§ **TASK REQUIREMENTS**
Reproduce the entries shown below only from the line with "mod configuration_error;" down to the line with "pub use payload::Payload;", keeping both end lines and copying each one exactly.

(Dataset entries)
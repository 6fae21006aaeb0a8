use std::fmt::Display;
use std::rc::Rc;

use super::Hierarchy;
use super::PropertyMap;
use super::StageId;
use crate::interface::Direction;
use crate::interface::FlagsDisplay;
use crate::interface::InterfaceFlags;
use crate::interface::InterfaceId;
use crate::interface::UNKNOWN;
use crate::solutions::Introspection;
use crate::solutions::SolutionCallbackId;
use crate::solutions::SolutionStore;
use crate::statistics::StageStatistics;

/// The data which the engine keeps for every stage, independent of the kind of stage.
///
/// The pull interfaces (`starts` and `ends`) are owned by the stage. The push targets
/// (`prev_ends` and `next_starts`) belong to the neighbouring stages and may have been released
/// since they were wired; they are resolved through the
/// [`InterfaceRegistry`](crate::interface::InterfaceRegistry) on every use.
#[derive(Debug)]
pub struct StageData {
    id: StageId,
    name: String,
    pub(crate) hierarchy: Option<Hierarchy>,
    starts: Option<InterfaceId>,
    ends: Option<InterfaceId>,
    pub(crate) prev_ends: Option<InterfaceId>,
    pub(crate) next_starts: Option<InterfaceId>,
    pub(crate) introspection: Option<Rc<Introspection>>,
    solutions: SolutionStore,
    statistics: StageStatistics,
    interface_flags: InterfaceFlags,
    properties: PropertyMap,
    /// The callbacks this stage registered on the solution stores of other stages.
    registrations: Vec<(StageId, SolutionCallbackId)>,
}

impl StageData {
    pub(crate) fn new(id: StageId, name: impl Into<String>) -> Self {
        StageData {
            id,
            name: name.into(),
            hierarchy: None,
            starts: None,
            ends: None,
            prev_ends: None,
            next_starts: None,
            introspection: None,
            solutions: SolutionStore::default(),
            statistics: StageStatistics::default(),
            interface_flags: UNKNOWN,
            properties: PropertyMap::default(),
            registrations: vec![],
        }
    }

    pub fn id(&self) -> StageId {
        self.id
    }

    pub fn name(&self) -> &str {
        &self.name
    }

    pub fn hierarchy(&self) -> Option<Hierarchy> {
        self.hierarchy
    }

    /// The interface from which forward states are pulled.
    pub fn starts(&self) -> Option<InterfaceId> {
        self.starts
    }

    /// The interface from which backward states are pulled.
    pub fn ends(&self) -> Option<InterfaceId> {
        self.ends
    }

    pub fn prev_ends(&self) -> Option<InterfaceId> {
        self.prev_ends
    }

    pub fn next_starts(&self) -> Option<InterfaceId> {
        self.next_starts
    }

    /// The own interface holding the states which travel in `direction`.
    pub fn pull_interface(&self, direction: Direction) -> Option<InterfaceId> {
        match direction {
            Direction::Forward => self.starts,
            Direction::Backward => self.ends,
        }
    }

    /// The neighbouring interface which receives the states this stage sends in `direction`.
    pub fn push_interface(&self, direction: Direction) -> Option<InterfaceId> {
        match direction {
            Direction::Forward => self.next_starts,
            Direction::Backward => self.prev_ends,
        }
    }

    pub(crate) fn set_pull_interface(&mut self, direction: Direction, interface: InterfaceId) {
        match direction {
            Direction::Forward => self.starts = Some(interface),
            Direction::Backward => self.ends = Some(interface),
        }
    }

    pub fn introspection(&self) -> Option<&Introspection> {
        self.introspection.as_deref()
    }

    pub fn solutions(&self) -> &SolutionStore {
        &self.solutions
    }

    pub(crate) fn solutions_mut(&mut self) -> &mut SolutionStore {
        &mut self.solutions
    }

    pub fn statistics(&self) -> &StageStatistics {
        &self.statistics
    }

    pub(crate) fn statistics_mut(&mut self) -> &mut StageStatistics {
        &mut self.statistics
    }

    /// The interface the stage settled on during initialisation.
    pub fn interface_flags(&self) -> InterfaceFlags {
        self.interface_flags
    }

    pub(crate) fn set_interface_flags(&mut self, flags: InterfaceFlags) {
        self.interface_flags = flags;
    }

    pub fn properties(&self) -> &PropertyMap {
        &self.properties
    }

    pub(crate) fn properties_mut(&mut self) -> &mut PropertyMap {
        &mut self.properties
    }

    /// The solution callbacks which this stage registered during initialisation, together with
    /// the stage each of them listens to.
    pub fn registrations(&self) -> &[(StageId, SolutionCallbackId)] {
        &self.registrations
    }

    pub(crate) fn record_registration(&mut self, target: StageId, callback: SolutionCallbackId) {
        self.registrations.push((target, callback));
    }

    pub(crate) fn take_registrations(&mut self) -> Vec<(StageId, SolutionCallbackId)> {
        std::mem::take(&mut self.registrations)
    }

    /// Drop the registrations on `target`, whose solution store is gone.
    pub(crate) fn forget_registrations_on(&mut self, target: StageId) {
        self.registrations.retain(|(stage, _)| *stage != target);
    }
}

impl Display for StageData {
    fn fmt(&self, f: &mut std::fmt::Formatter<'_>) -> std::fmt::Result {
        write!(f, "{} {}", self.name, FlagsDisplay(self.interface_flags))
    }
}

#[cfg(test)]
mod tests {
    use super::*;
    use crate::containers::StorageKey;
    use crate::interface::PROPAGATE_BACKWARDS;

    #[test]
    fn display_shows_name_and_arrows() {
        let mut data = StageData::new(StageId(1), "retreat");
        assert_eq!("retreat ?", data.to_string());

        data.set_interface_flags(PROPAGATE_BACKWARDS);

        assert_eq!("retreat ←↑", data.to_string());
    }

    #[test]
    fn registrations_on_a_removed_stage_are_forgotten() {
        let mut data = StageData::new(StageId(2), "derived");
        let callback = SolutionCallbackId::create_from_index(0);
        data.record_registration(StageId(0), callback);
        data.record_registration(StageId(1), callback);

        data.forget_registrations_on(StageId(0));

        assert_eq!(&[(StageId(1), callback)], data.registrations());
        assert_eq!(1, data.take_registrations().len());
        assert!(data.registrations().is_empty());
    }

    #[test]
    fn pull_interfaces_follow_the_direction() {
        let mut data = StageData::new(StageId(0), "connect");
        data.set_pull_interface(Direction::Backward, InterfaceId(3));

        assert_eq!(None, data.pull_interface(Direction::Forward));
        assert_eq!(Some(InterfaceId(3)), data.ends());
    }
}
---
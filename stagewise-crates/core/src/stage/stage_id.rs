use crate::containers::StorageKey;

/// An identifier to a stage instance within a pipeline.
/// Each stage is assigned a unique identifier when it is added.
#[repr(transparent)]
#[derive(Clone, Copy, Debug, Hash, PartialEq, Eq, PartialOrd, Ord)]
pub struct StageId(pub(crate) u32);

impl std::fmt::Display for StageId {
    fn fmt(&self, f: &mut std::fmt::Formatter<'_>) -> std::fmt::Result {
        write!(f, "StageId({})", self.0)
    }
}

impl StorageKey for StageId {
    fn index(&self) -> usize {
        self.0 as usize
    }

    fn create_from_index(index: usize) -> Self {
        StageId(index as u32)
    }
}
==
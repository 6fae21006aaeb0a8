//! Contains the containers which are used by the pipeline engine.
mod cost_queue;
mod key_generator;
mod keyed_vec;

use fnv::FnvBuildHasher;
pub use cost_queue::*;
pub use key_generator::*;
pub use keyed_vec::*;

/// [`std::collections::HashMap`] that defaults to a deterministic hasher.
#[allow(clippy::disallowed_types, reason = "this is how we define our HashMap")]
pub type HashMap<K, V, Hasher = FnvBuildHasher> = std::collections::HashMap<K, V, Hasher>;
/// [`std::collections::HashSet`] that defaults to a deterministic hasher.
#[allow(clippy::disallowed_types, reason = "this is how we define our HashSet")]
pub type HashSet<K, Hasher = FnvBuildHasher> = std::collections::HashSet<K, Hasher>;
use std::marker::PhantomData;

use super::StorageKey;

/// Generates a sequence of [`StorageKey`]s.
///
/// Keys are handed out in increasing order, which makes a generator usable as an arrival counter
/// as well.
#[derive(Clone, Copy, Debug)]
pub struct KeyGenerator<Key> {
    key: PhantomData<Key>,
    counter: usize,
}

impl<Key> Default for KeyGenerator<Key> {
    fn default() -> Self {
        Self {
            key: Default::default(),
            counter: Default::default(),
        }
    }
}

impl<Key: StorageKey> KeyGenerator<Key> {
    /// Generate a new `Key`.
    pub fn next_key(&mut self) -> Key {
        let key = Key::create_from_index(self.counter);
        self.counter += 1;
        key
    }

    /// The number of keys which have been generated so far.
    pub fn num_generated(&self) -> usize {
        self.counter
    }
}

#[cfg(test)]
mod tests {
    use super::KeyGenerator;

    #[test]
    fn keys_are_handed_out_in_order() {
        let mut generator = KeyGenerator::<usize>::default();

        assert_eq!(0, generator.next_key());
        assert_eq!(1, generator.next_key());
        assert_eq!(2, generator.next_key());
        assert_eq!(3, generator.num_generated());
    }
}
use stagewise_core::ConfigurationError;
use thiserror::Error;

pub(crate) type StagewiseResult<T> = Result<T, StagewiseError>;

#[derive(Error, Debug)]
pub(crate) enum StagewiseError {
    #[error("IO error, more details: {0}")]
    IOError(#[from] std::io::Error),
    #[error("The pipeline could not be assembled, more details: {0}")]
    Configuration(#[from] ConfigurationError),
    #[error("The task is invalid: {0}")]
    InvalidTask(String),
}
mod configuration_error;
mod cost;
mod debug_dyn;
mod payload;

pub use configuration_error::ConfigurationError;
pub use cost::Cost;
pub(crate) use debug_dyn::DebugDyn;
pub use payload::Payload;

§ **RESPONSE TO THIS EXERCISE**
mod configuration_error;
mod cost;
mod debug_dyn;
mod payload;

pub use configuration_error::ConfigurationError;
pub use cost::Cost;
pub(crate) use debug_dyn::DebugDyn;
pub use payload::Payload;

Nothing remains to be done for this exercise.